Released: 2019-05-15

In Canada, the vitality and growth of official language minorities—the French-speaking population living outside Quebec, and the English-speaking population living in Quebec—depend in large part on immigration. In turn, attracting and retaining immigrants largely depend on positive economic outcomes for these families.

Outside Quebec, French-speaking immigrants and children of immigrants accounted for 19% of the total French-speaking population aged 25 to 59, compared with 44% who were immigrants or children of immigrants in the English-speaking population.

In Quebec, immigrants and children of immigrants made up 65% of the English-speaking population, whereas they made up 16% of the French-speaking population.

Immigrants and children of immigrants who do not speak the majority official language in their province may face more economic obstacles than those belonging to the linguistic majority, particularly if they have difficulty using the majority language in the workplace or in the public sphere in general.

The new study, "Results from the 2016 Census: Earnings of immigrants and children of immigrants in official language minority populations," released today in Statistics Canada's Insights on Canadian Society, uses 2016 Census data to examine the economic outcomes of immigrants and children of immigrants who are part of official language minorities.

In the study, the French-speaking population is defined as those who reported French as their first official language spoken, and the English-speaking population is defined as those who reported English as their first official language spoken.

The study examines the differences in annual earnings between French-speaking and English-speaking populations, after accounting for other factors such as region of ancestry, length of time in Canada, admission category, industry, age, education, full-time/part-time employment status and number of weeks worked.

This study is also available through Statistics Canada's Centre for Gender, Diversity and Inclusion Statistics.

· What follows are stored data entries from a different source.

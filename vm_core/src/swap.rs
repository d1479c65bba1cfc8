//! Swap Area: a fixed-size, page-granular region of a block device backing
//! evicted anonymous pages.
//!
//! The bitmap is word-packed (one bit per slot, set = free), the same
//! layout this codebase's physical frame allocator already uses for its own
//! bitmap (`kernel/src/memory/frame.rs`'s `FrameAllocator::bitmap`).
//!
//! Swap provides no locking of its own: operations here are serialized by
//! the caller, in practice the Frame Table's `frame_lock` held across the
//! whole eviction sequence.

use crate::hal::BlockDevice;
use crate::{fatal, log_debug, PAGE_SIZE, SECTORS_PER_PAGE, SECTOR_SIZE};
use alloc::vec;
use alloc::vec::Vec;

/// Index of a single page-sized slot on the swap device.
pub type SwapSlot = u32;

/// Fixed array of page-sized slots on a block device.
pub struct Swap<D: BlockDevice> {
    device: D,
    available: Vec<u64>,
    slot_count: usize,
}

impl<D: BlockDevice> Swap<D> {
    /// Acquire the designated swap device and size the availability bitmap
    /// from it. Must be called exactly once; fails fatally if the device is
    /// absent.
    pub fn init(device: Option<D>) -> Self {
        let device = match device {
            Some(d) => d,
            None => fatal!("swap: designated block device is absent"),
        };
        let slot_count = device.size_in_sectors() / SECTORS_PER_PAGE;
        let words = slot_count.div_ceil(64);
        Swap {
            device,
            available: vec![u64::MAX; words],
            slot_count,
        }
    }

    /// Number of page-sized slots this swap area manages.
    pub fn slot_count(&self) -> usize {
        self.slot_count
    }

    fn is_free(&self, slot: usize) -> bool {
        self.available[slot / 64] & (1u64 << (slot % 64)) != 0
    }

    fn set_free(&mut self, slot: usize, free: bool) {
        if free {
            self.available[slot / 64] |= 1u64 << (slot % 64);
        } else {
            self.available[slot / 64] &= !(1u64 << (slot % 64));
        }
    }

    /// Write `page` into the first free slot, marking it used. Fatal if
    /// swap is full.
    pub fn swap_out(&mut self, page: &[u8; PAGE_SIZE]) -> SwapSlot {
        let slot = (0..self.slot_count)
            .find(|&s| self.is_free(s))
            .unwrap_or_else(|| fatal!("swap: no free slot -- swap is full"));

        let base = slot * SECTORS_PER_PAGE;
        for i in 0..SECTORS_PER_PAGE {
            let mut sector = [0u8; SECTOR_SIZE];
            sector.copy_from_slice(&page[i * SECTOR_SIZE..(i + 1) * SECTOR_SIZE]);
            self.device.write(base + i, &sector);
        }
        self.set_free(slot, false);
        log_debug!("[SWAP] wrote page -> slot {}", slot);
        slot as SwapSlot
    }

    /// Read a slot's contents back into `page`. The slot is released by the
    /// act of reading it back — an evicted page is re-read at most once.
    /// Fatal on a double-swap-in or use-after-free.
    pub fn swap_in(&mut self, slot: SwapSlot, page: &mut [u8; PAGE_SIZE]) {
        let slot = slot as usize;
        if slot >= self.slot_count || self.is_free(slot) {
            fatal!("swap: invalid read of unassigned slot {}", slot);
        }
        let base = slot * SECTORS_PER_PAGE;
        for i in 0..SECTORS_PER_PAGE {
            let mut sector = [0u8; SECTOR_SIZE];
            self.device.read(base + i, &mut sector);
            page[i * SECTOR_SIZE..(i + 1) * SECTOR_SIZE].copy_from_slice(&sector);
        }
        self.set_free(slot, true);
        log_debug!("[SWAP] read slot {} -> page, slot released", slot);
    }

    /// Release a slot without reading it back. Used when destroying an SPTE
    /// whose status is `ON_SWAP`.
    pub fn free(&mut self, slot: SwapSlot) {
        let slot = slot as usize;
        if slot >= self.slot_count || self.is_free(slot) {
            fatal!("swap: invalid free of unassigned slot {}", slot);
        }
        self.set_free(slot, true);
        log_debug!("[SWAP] freed slot {} without reading it back", slot);
    }
}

Additional information about the Centre and other diversity-related studies and statistics can be found through the Centre's hub.

Outside Quebec, French-speaking immigrants and children of immigrants have similar or higher earnings than their English-speaking counterparts

Outside Quebec, 90,800 immigrants and children of immigrants aged 25 to 59 reported French as their first official language spoken in 2016. This compared with five million immigrants and children of immigrants in the same age group who reported English as their first official language spoken. Most French-speaking immigrants and children of immigrants lived in Ontario, Alberta and British Columbia.

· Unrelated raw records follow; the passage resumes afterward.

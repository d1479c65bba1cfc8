//! Structured logging facade for the virtual-memory core.
//!
//! Mirrors the kernel's leveled logging macros (`log_debug!`, `log_warn!`,
//! `log_error!`), but the sink is supplied by the embedding kernel instead
//! of being wired directly to a serial port — the console is itself an
//! out-of-scope collaborator as far as this crate is concerned.

use core::fmt;
use core::sync::atomic::{AtomicU64, Ordering};
use spin::Mutex;

/// Log severity.
#[derive(Debug, Clone, Copy, PartialEq, Eq)]
#[repr(u8)]
pub enum LogLevel {
    Debug = 0,
    Info = 1,
    Warn = 2,
    Error = 3,
}

impl LogLevel {
    pub fn as_str(&self) -> &'static str {
        match self {
            LogLevel::Debug => "DEBUG",
            LogLevel::Info => "INFO ",
            LogLevel::Warn => "WARN ",
            LogLevel::Error => "ERROR",
        }
    }
}

/// A logging sink, installed once by the embedding kernel during boot.
pub type Sink = fn(LogLevel, fmt::Arguments);

static SINK: Mutex<Option<Sink>> = Mutex::new(None);
static TICKS: AtomicU64 = AtomicU64::new(0);

/// Install the logging sink. Idempotent; the last caller wins.
pub fn set_sink(sink: Sink) {
    *SINK.lock() = Some(sink);
}

/// Advance the logical tick counter used for log timestamps (called by the
/// embedding kernel's timer interrupt, if it wants timestamps at all).
pub fn tick() {
    TICKS.fetch_add(1, Ordering::Relaxed);
}

/// Current tick count, for timestamping.
pub fn ticks() -> u64 {
    TICKS.load(Ordering::Relaxed)
}

#[doc(hidden)]
pub fn _log(level: LogLevel, args: fmt::Arguments) {
    if let Some(sink) = *SINK.lock() {
        sink(level, args);
    }
}

#[macro_export]
macro_rules! log_level {
    ($level:expr, $($arg:tt)*) => {
        $crate::logger::_log($level, format_args!($($arg)*))
    };
}

#[macro_export]
macro_rules! log_debug {
    ($($arg:tt)*) => { $crate::log_level!($crate::logger::LogLevel::Debug, $($arg)*) };
}

#[macro_export]
macro_rules! log_warn {
    ($($arg:tt)*) => { $crate::log_level!($crate::logger::LogLevel::Warn, $($arg)*) };
}

#[macro_export]
macro_rules! log_error {
    ($($arg:tt)*) => { $crate::log_level!($crate::logger::LogLevel::Error, $($arg)*) };
}

#[cfg(test)]
mod tests {
    use super::*;
    use std::sync::Mutex as StdMutex;

    static CAPTURED: StdMutex<Vec<String>> = StdMutex::new(Vec::new());

    fn capture(level: LogLevel, args: fmt::Arguments) {
        CAPTURED.lock().unwrap().push(format!("[{}] {}", level.as_str(), args));
    }

    #[test]
    fn sink_receives_formatted_messages() {
        set_sink(capture);
        CAPTURED.lock().unwrap().clear();
        log_error!("swap full: slot {}", 7);
        let captured = CAPTURED.lock().unwrap();
        assert_eq!(captured.len(), 1);
        assert!(captured[0].contains("ERROR"));
        assert!(captured[0].contains("slot 7"));
    }
}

In general, outside Quebec, French-speaking immigrants and children of immigrants had earnings that were similar or higher than those of their English-speaking counterparts.

Among women, French-speaking immigrants and children of immigrants earned about 6% more than English-speaking immigrants. Among men, the annual earnings of French-speaking immigrants and children of immigrants were comparable with those of their English-speaking counterparts.

Even among those who were neither immigrants nor children of immigrants—also called third or higher generation Canadians—the annual earnings of French speakers living outside Quebec surpassed those of English speakers, by 6% among women and by 3% among men (after accounting for other factors).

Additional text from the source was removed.